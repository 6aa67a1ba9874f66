//! Bounded retries with exponential backoff around a [`ProcessRunner`]

use super::types::{InvocationResult, Invoke, ProcessRunner};
use crate::config::ClaudeConfig;
use async_trait::async_trait;
use serde::Serialize;
use std::sync::atomic::{AtomicU64, Ordering};
use std::sync::Arc;
use std::time::Duration;

/// Failure messages containing any of these (case-insensitive) are retried
pub const RETRYABLE_KEYWORDS: [&str; 8] = [
    "timeout",
    "connection",
    "network",
    "temporary",
    "rate limit",
    "503",
    "502",
    "504",
];

/// Whether a failure message looks transient
pub fn is_retryable(message: &str) -> bool {
    let lower = message.to_lowercase();
    RETRYABLE_KEYWORDS.iter().any(|k| lower.contains(k))
}

/// `delay(attempt) = min(initial * 2^(attempt-1), max)`, attempt is 1-based
#[derive(Debug, Clone, Copy, PartialEq)]
pub struct BackoffPolicy {
    initial: Duration,
    max: Duration,
}

impl BackoffPolicy {
    pub fn new(initial: Duration, max: Duration) -> Self {
        Self { initial, max }
    }

    /// Negative and NaN inputs become zero, values too large for a
    /// [`Duration`] saturate at [`Duration::MAX`].
    pub fn from_secs_f64(initial: f64, max: f64) -> Self {
        Self::new(secs_to_duration(initial), secs_to_duration(max))
    }

    pub fn initial(&self) -> Duration {
        self.initial
    }

    pub fn max(&self) -> Duration {
        self.max
    }

    pub fn delay(&self, attempt: u32) -> Duration {
        let exponent = attempt.saturating_sub(1).min(64) as i32;
        let secs = self.initial.as_secs_f64() * 2f64.powi(exponent);
        Duration::try_from_secs_f64(secs)
            .unwrap_or(Duration::MAX)
            .min(self.max)
    }
}

fn secs_to_duration(secs: f64) -> Duration {
    if secs.is_nan() || secs <= 0.0 {
        return Duration::ZERO;
    }
    Duration::try_from_secs_f64(secs).unwrap_or(Duration::MAX)
}

/// Counters for status display
#[derive(Debug, Clone, Copy, Default, PartialEq, Eq, Serialize)]
pub struct RetryStats {
    pub invocations: u64,
    pub retries: u64,
    pub failures: u64,
}

#[derive(Debug, Default)]
struct Counters {
    invocations: AtomicU64,
    retries: AtomicU64,
    failures: AtomicU64,
}

/// Invoker that retries transient failures
pub struct RetryingInvoker {
    runner: Arc<dyn ProcessRunner>,
    max_retries: u32,
    backoff: BackoffPolicy,
    counters: Counters,
}

impl RetryingInvoker {
    /// `max_retries` is the total number of attempts (at least one is made)
    pub fn new(runner: Arc<dyn ProcessRunner>, max_retries: u32, backoff: BackoffPolicy) -> Self {
        Self {
            runner,
            max_retries,
            backoff,
            counters: Counters::default(),
        }
    }

    pub fn from_config(runner: Arc<dyn ProcessRunner>, config: &ClaudeConfig) -> Self {
        Self::new(
            runner,
            config.max_retries,
            BackoffPolicy::from_secs_f64(config.initial_backoff, config.max_backoff),
        )
    }

    pub fn max_retries(&self) -> u32 {
        self.max_retries
    }

    pub fn backoff(&self) -> BackoffPolicy {
        self.backoff
    }

    pub fn stats(&self) -> RetryStats {
        RetryStats {
            invocations: self.counters.invocations.load(Ordering::Relaxed),
            retries: self.counters.retries.load(Ordering::Relaxed),
            failures: self.counters.failures.load(Ordering::Relaxed),
        }
    }

    fn finish(&self, result: InvocationResult) -> InvocationResult {
        self.counters
            .retries
            .fetch_add(u64::from(result.retry_count), Ordering::Relaxed);
        if !result.success {
            self.counters.failures.fetch_add(1, Ordering::Relaxed);
        }
        result
    }
}

#[async_trait]
impl Invoke for RetryingInvoker {
    async fn invoke(&self, payload: &str) -> InvocationResult {
        self.counters.invocations.fetch_add(1, Ordering::Relaxed);
        let max_attempts = self.max_retries.max(1);
        let mut last_error = String::new();

        for attempt in 1..=max_attempts {
            let retries = attempt - 1;

            let (message, retryable) = match self.runner.run_once(payload).await {
                Ok(result) if result.success => {
                    if retries > 0 {
                        tracing::info!(attempt, "Claude call succeeded after retry");
                    }
                    return self.finish(result.with_retry_count(retries));
                }
                Ok(result) => {
                    let retryable = is_retryable(&result.error);
                    (result.error, retryable)
                }
                Err(e) => {
                    let raw = e.to_string();
                    tracing::error!(attempt, error = %raw, "Claude call raised an error");
                    let retryable = is_retryable(&raw);
                    (format!("invocation exception: {}", raw), retryable)
                }
            };

            if !retryable {
                tracing::warn!(attempt, error = %message, "Claude call failed, not retryable");
                return self.finish(InvocationResult::failure(message).with_retry_count(retries));
            }
            last_error = message;

            if attempt < max_attempts {
                let delay = self.backoff.delay(attempt);
                tracing::warn!(
                    attempt,
                    max_attempts,
                    delay_secs = delay.as_secs_f64(),
                    error = %last_error,
                    "Claude call failed, retrying"
                );
                tokio::time::sleep(delay).await;
            }
        }

        let retries = max_attempts - 1;
        tracing::error!(retries, error = %last_error, "Claude call failed, retries exhausted");
        self.finish(
            InvocationResult::failure(format!(
                "Claude call failed after {} retries: {}",
                retries, last_error
            ))
            .with_retry_count(retries),
        )
    }
}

————

Problem: Each record is to be retyped exactly as written.

Output:
repository 6aa67a1ba9874f66
//! Bounded retries with exponential backoff around a [`ProcessRunner`]

use super::types::{InvocationResult, Invoke, ProcessRunner};
use crate::config::ClaudeConfig;
use async_trait::async_trait;
use serde::Serialize;
use std::sync::atomic::{AtomicU64, Ordering};
use std::sync::Arc;
use std::time::Duration;

/// Failure messages containing any of these (case-insensitive) are retried
pub const RETRYABLE_KEYWORDS: [&str; 8] = [
    "timeout",
    "connection",
    "network",
    "temporary",
    "rate limit",
    "503",
    "502",
    "504",
];

/// Whether a failure message looks transient
pub fn is_retryable(message: &str) -> bool {
    let lower = message.to_lowercase();
    RETRYABLE_KEYWORDS.iter().any(|k| lower.contains(k))
}

/// `delay(attempt) = min(initial * 2^(attempt-1), max)`, attempt is 1-based
#[derive(Debug, Clone, Copy, PartialEq)]
pub struct BackoffPolicy {
    initial: Duration,
    max: Duration,
}

impl BackoffPolicy {
    pub fn new(initial: Duration, max: Duration) -> Self {
        Self { initial, max }
    }

    /// Negative and NaN inputs become zero, values too large for a
    /// [`Duration`] saturate at [`Duration::MAX`].
    pub fn from_secs_f64(initial: f64, max: f64) -> Self {
        Self::new(secs_to_duration(initial), secs_to_duration(max))
    }

    pub fn initial(&self) -> Duration {
        self.initial
    }

    pub fn max(&self) -> Duration {
        self.max
    }

    pub fn delay(&self, attempt: u32) -> Duration {
        let exponent = attempt.saturating_sub(1).min(64) as i32;
        let secs = self.initial.as_secs_f64() * 2f64.powi(exponent);
        Duration::try_from_secs_f64(secs)
            .unwrap_or(Duration::MAX)
            .min(self.max)
    }
}

fn secs_to_duration(secs: f64) -> Duration {
    if secs.is_nan() || secs <= 0.0 {
        return Duration::ZERO;
    }
    Duration::try_from_secs_f64(secs).unwrap_or(Duration::MAX)
}

/// Counters for status display
#[derive(Debug, Clone, Copy, Default, PartialEq, Eq, Serialize)]
pub struct RetryStats {
    pub invocations: u64,
    pub retries: u64,
    pub failures: u64,
}

#[derive(Debug, Default)]
struct Counters {
    invocations: AtomicU64,
    retries: AtomicU64,
    failures: AtomicU64,
}

/// Invoker that retries transient failures
pub struct RetryingInvoker {
    runner: Arc<dyn ProcessRunner>,
    max_retries: u32,
    backoff: BackoffPolicy,
    counters: Counters,
}

impl RetryingInvoker {
    /// `max_retries` is the total number of attempts (at least one is made)
    pub fn new(runner: Arc<dyn ProcessRunner>, max_retries: u32, backoff: BackoffPolicy) -> Self {
        Self {
            runner,
            max_retries,
            backoff,
            counters: Counters::default(),
        }
    }

    pub fn from_config(runner: Arc<dyn ProcessRunner>, config: &ClaudeConfig) -> Self {
        Self::new(
            runner,
            config.max_retries,
            BackoffPolicy::from_secs_f64(config.initial_backoff, config.max_backoff),
        )
    }

    pub fn max_retries(&self) -> u32 {
        self.max_retries
    }

    pub fn backoff(&self) -> BackoffPolicy {
        self.backoff
    }

    pub fn stats(&self) -> RetryStats {
        RetryStats {
            invocations: self.counters.invocations.load(Ordering::Relaxed),
            retries: self.counters.retries.load(Ordering::Relaxed),
            failures: self.counters.failures.load(Ordering::Relaxed),
        }
    }

    fn finish(&self, result: InvocationResult) -> InvocationResult {
        self.counters
            .retries
            .fetch_add(u64::from(result.retry_count), Ordering::Relaxed);
        if !result.success {
            self.counters.failures.fetch_add(1, Ordering::Relaxed);
        }
        result
    }
}

#[async_trait]
impl Invoke for RetryingInvoker {
    async fn invoke(&self, payload: &str) -> InvocationResult {
        self.counters.invocations.fetch_add(1, Ordering::Relaxed);
        let max_attempts = self.max_retries.max(1);
        let mut last_error = String::new();

        for attempt in 1..=max_attempts {
            let retries = attempt - 1;

            let (message, retryable) = match self.runner.run_once(payload).await {
                Ok(result) if result.success => {
                    if retries > 0 {
                        tracing::info!(attempt, "Claude call succeeded after retry");
                    }
                    return self.finish(result.with_retry_count(retries));
                }
                Ok(result) => {
                    let retryable = is_retryable(&result.error);
                    (result.error, retryable)
                }
                Err(e) => {
                    let raw = e.to_string();
                    tracing::error!(attempt, error = %raw, "Claude call raised an error");
                    let retryable = is_retryable(&raw);
                    (format!("invocation exception: {}", raw), retryable)
                }
            };

            if !retryable {
                tracing::warn!(attempt, error = %message, "Claude call failed, not retryable");
                return self.finish(InvocationResult::failure(message).with_retry_count(retries));
            }
            last_error = message;

            if attempt < max_attempts {
                let delay = self.backoff.delay(attempt);
                tracing::warn!(
                    attempt,
                    max_attempts,
                    delay_secs = delay.as_secs_f64(),
                    error = %last_error,
                    "Claude call failed, retrying"
                );
                tokio::time::sleep(delay).await;
            }
        }

        let retries = max_attempts - 1;
        tracing::error!(retries, error = %last_error, "Claude call failed, retries exhausted");
        self.finish(
            InvocationResult::failure(format!(
                "Claude call failed after {} retries: {}",
                retries, last_error
            ))
            .with_retry_count(retries),
        )
    }
}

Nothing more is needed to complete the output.